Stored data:

______________________________

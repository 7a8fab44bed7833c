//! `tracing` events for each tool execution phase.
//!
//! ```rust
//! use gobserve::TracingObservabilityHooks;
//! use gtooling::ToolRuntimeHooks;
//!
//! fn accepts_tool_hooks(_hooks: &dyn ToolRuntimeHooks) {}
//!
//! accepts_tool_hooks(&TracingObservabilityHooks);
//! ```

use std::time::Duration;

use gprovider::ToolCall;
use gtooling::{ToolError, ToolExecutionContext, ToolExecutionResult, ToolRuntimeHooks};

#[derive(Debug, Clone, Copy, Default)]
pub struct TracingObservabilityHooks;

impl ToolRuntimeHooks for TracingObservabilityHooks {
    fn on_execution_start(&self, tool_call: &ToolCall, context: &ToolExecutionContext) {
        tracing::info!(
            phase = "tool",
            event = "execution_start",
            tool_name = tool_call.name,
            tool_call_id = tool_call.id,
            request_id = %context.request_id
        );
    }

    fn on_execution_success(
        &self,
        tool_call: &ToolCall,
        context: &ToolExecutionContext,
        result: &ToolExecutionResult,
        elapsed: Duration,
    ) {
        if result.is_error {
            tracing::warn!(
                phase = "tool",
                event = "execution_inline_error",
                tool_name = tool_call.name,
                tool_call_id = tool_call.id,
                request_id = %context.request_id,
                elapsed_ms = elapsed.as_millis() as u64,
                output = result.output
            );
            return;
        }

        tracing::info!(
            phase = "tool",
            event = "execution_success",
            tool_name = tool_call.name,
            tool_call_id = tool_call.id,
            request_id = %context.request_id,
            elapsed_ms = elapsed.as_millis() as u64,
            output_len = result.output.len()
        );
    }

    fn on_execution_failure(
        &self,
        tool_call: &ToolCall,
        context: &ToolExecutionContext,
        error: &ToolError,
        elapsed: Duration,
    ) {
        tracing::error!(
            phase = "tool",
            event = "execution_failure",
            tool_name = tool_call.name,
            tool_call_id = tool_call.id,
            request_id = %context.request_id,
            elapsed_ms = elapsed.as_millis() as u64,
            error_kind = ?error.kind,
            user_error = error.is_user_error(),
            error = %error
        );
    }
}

______________________________

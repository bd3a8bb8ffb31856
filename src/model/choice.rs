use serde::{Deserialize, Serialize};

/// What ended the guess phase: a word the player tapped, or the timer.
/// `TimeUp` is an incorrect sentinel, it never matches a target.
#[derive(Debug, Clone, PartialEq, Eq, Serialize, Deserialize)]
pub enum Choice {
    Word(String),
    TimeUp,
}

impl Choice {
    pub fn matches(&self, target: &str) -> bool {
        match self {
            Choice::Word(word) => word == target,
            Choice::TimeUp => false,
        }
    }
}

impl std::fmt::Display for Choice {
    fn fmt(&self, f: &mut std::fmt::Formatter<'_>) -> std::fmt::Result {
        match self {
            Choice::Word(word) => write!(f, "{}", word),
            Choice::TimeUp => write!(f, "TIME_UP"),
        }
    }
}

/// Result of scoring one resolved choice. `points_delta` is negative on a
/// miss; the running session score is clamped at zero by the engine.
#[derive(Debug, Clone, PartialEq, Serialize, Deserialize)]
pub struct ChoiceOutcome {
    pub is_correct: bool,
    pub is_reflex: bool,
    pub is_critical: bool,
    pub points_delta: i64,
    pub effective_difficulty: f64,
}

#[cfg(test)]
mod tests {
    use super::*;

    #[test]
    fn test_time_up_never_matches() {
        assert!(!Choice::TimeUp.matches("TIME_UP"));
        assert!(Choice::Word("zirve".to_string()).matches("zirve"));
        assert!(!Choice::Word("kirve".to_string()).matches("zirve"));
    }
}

______________________________

**What the task asks**. Your answer should be the lines above from the one containing "repository 7a8fab44bed7833c" through the one containing "#[derive(Debug, Clone, Copy, Default)]", copied exactly and with both ends kept.

**Problem solution**.
repository 7a8fab44bed7833c
//! `tracing` events for each tool execution phase.
//!
//! ```rust
//! use gobserve::TracingObservabilityHooks;
//! use gtooling::ToolRuntimeHooks;
//!
//! fn accepts_tool_hooks(_hooks: &dyn ToolRuntimeHooks) {}
//!
//! accepts_tool_hooks(&TracingObservabilityHooks);
//! ```

use std::time::Duration;

use gprovider::ToolCall;
use gtooling::{ToolError, ToolExecutionContext, ToolExecutionResult, ToolRuntimeHooks};

#[derive(Debug, Clone, Copy, Default)]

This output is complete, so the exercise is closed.